_Task objective_
Output the full listing exactly, character for character.

_Dataset excerpts_

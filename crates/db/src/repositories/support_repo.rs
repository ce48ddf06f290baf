//! Repository for the `support_tickets` and `support_replies` tables.

use sqlx::PgPool;
use veranda_core::types::DbId;

use crate::models::support::{CreateSupportTicket, SupportReply, SupportTicket};

/// Column list for `support_tickets` queries.
const TICKET_COLUMNS: &str =
    "id, project_id, opened_by, subject, body, status, closed_at, created_at, updated_at";

/// Column list for `support_replies` queries.
const REPLY_COLUMNS: &str = "id, ticket_id, author_id, body, created_at";

/// Provides CRUD operations for support threads.
pub struct SupportRepo;

impl SupportRepo {
    /// Open a new ticket, returning the created row.
    pub async fn create_ticket(
        pool: &PgPool,
        project_id: DbId,
        opened_by: DbId,
        input: &CreateSupportTicket,
    ) -> Result<SupportTicket, sqlx::Error> {
        let query = format!(
            "INSERT INTO support_tickets (project_id, opened_by, subject, body)
             VALUES ($1, $2, $3, $4)
             RETURNING {TICKET_COLUMNS}"
        );
        sqlx::query_as::<_, SupportTicket>(&query)
            .bind(project_id)
            .bind(opened_by)
            .bind(&input.subject)
            .bind(&input.body)
            .fetch_one(pool)
            .await
    }

    /// Find a ticket by id.
    pub async fn find_ticket(pool: &PgPool, id: DbId) -> Result<Option<SupportTicket>, sqlx::Error> {
        let query = format!("SELECT {TICKET_COLUMNS} FROM support_tickets WHERE id = $1");
        sqlx::query_as::<_, SupportTicket>(&query)
            .bind(id)
            .fetch_optional(pool)
            .await
    }

    /// List a project's tickets with an optional status filter, newest first.
    pub async fn list_by_project(
        pool: &PgPool,
        project_id: DbId,
        status: Option<&str>,
        limit: i64,
        offset: i64,
    ) -> Result<Vec<SupportTicket>, sqlx::Error> {
        let query = format!(
            "SELECT {TICKET_COLUMNS} FROM support_tickets \
             WHERE project_id = $1 AND ($2::text IS NULL OR status = $2) \
             ORDER BY created_at DESC \
             LIMIT $3 OFFSET $4"
        );
        sqlx::query_as::<_, SupportTicket>(&query)
            .bind(project_id)
            .bind(status)
            .bind(limit)
            .bind(offset)
            .fetch_all(pool)
            .await
    }

    /// List the tickets a user opened, newest first.
    pub async fn list_by_opener(
        pool: &PgPool,
        opened_by: DbId,
    ) -> Result<Vec<SupportTicket>, sqlx::Error> {
        let query = format!(
            "SELECT {TICKET_COLUMNS} FROM support_tickets \
             WHERE opened_by = $1 ORDER BY created_at DESC"
        );
        sqlx::query_as::<_, SupportTicket>(&query)
            .bind(opened_by)
            .fetch_all(pool)
            .await
    }

    /// Append a reply to a ticket and set its status.
    ///
    /// Admin replies mark the ticket `answered`; resident replies reopen it
    /// to `open`. The caller decides which status applies.
    pub async fn add_reply(
        pool: &PgPool,
        ticket_id: DbId,
        author_id: DbId,
        body: &str,
        new_status: &str,
    ) -> Result<SupportReply, sqlx::Error> {
        let mut tx = pool.begin().await?;

        let query = format!(
            "INSERT INTO support_replies (ticket_id, author_id, body)
             VALUES ($1, $2, $3)
             RETURNING {REPLY_COLUMNS}"
        );
        let reply = sqlx::query_as::<_, SupportReply>(&query)
            .bind(ticket_id)
            .bind(author_id)
            .bind(body)
            .fetch_one(&mut *tx)
            .await?;

        sqlx::query(
            "UPDATE support_tickets SET status = $2, updated_at = NOW() \
             WHERE id = $1 AND status <> 'closed'",
        )
        .bind(ticket_id)
        .bind(new_status)
        .execute(&mut *tx)
        .await?;

        tx.commit().await?;
        Ok(reply)
    }

    /// List a ticket's replies, oldest first.
    pub async fn list_replies(
        pool: &PgPool,
        ticket_id: DbId,
    ) -> Result<Vec<SupportReply>, sqlx::Error> {
        let query = format!(
            "SELECT {REPLY_COLUMNS} FROM support_replies \
             WHERE ticket_id = $1 ORDER BY created_at"
        );
        sqlx::query_as::<_, SupportReply>(&query)
            .bind(ticket_id)
            .fetch_all(pool)
            .await
    }

    /// Close a ticket. Returns `None` if it does not exist or is closed.
    pub async fn close_ticket(
        pool: &PgPool,
        id: DbId,
    ) -> Result<Option<SupportTicket>, sqlx::Error> {
        let query = format!(
            "UPDATE support_tickets SET status = 'closed', closed_at = NOW(), updated_at = NOW()
             WHERE id = $1 AND status <> 'closed'
             RETURNING {TICKET_COLUMNS}"
        );
        sqlx::query_as::<_, SupportTicket>(&query)
            .bind(id)
            .fetch_optional(pool)
            .await
    }
}
//! In-app notification fan-out with optional email delivery.
//!
//! [`Notifier`] writes notification rows for recipients and, when SMTP is
//! configured, mirrors each one as a plain-text email. Email delivery is
//! best-effort and never blocks or fails the triggering request.

pub mod email;
pub mod notifier;

pub use email::{EmailConfig, EmailDelivery, EmailError};
pub use notifier::Notifier;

_Task result_
filename crates/db/src/repositories/support_repo.rs
repository ce48ddf06f290baf
//! Repository for the `support_tickets` and `support_replies` tables.

use sqlx::PgPool;
use veranda_core::types::DbId;

use crate::models::support::{CreateSupportTicket, SupportReply, SupportTicket};

/// Column list for `support_tickets` queries.
const TICKET_COLUMNS: &str =
    "id, project_id, opened_by, subject, body, status, closed_at, created_at, updated_at";

/// Column list for `support_replies` queries.
const REPLY_COLUMNS: &str = "id, ticket_id, author_id, body, created_at";

/// Provides CRUD operations for support threads.
pub struct SupportRepo;

impl SupportRepo {
    /// Open a new ticket, returning the created row.
    pub async fn create_ticket(
        pool: &PgPool,
        project_id: DbId,
        opened_by: DbId,
        input: &CreateSupportTicket,
    ) -> Result<SupportTicket, sqlx::Error> {
        let query = format!(
            "INSERT INTO support_tickets (project_id, opened_by, subject, body)
             VALUES ($1, $2, $3, $4)
             RETURNING {TICKET_COLUMNS}"
        );
        sqlx::query_as::<_, SupportTicket>(&query)
            .bind(project_id)
            .bind(opened_by)
            .bind(&input.subject)
            .bind(&input.body)
            .fetch_one(pool)
            .await
    }

    /// Find a ticket by id.
    pub async fn find_ticket(pool: &PgPool, id: DbId) -> Result<Option<SupportTicket>, sqlx::Error> {
        let query = format!("SELECT {TICKET_COLUMNS} FROM support_tickets WHERE id = $1");
        sqlx::query_as::<_, SupportTicket>(&query)
            .bind(id)
            .fetch_optional(pool)
            .await
    }

    /// List a project's tickets with an optional status filter, newest first.
    pub async fn list_by_project(
        pool: &PgPool,
        project_id: DbId,
        status: Option<&str>,
        limit: i64,
        offset: i64,
    ) -> Result<Vec<SupportTicket>, sqlx::Error> {
        let query = format!(
            "SELECT {TICKET_COLUMNS} FROM support_tickets \
             WHERE project_id = $1 AND ($2::text IS NULL OR status = $2) \
             ORDER BY created_at DESC \
             LIMIT $3 OFFSET $4"
        );
        sqlx::query_as::<_, SupportTicket>(&query)
            .bind(project_id)
            .bind(status)
            .bind(limit)
            .bind(offset)
            .fetch_all(pool)
            .await
    }

    /// List the tickets a user opened, newest first.
    pub async fn list_by_opener(
        pool: &PgPool,
        opened_by: DbId,
    ) -> Result<Vec<SupportTicket>, sqlx::Error> {
        let query = format!(
            "SELECT {TICKET_COLUMNS} FROM support_tickets \
             WHERE opened_by = $1 ORDER BY created_at DESC"
        );
        sqlx::query_as::<_, SupportTicket>(&query)
            .bind(opened_by)
            .fetch_all(pool)
            .await
    }

    /// Append a reply to a ticket and set its status.
    ///
    /// Admin replies mark the ticket `answered`; resident replies reopen it
    /// to `open`. The caller decides which status applies.
    pub async fn add_reply(
        pool: &PgPool,
        ticket_id: DbId,
        author_id: DbId,
        body: &str,
        new_status: &str,
    ) -> Result<SupportReply, sqlx::Error> {
        let mut tx = pool.begin().await?;

        let query = format!(
            "INSERT INTO support_replies (ticket_id, author_id, body)
             VALUES ($1, $2, $3)
             RETURNING {REPLY_COLUMNS}"
        );
        let reply = sqlx::query_as::<_, SupportReply>(&query)
            .bind(ticket_id)
            .bind(author_id)
            .bind(body)
            .fetch_one(&mut *tx)
            .await?;

        sqlx::query(
            "UPDATE support_tickets SET status = $2, updated_at = NOW() \
             WHERE id = $1 AND status <> 'closed'",
        )
        .bind(ticket_id)
        .bind(new_status)
        .execute(&mut *tx)
        .await?;

        tx.commit().await?;
        Ok(reply)
    }

    /// List a ticket's replies, oldest first.
    pub async fn list_replies(
        pool: &PgPool,
        ticket_id: DbId,
    ) -> Result<Vec<SupportReply>, sqlx::Error> {
        let query = format!(
            "SELECT {REPLY_COLUMNS} FROM support_replies \
             WHERE ticket_id = $1 ORDER BY created_at"
        );
        sqlx::query_as::<_, SupportReply>(&query)
            .bind(ticket_id)
            .fetch_all(pool)
            .await
    }

    /// Close a ticket. Returns `None` if it does not exist or is closed.
    pub async fn close_ticket(
        pool: &PgPool,
        id: DbId,
    ) -> Result<Option<SupportTicket>, sqlx::Error> {
        let query = format!(
            "UPDATE support_tickets SET status = 'closed', closed_at = NOW(), updated_at = NOW()
             WHERE id = $1 AND status <> 'closed'
             RETURNING {TICKET_COLUMNS}"
        );
        sqlx::query_as::<_, SupportTicket>(&query)
            .bind(id)
            .fetch_optional(pool)
            .await
    }
}
//! In-app notification fan-out with optional email delivery.
//!
//! [`Notifier`] writes notification rows for recipients and, when SMTP is
//! configured, mirrors each one as a plain-text email. Email delivery is
//! best-effort and never blocks or fails the triggering request.

pub mod email;
pub mod notifier;

pub use email::{EmailConfig, EmailDelivery, EmailError};
pub use notifier::Notifier;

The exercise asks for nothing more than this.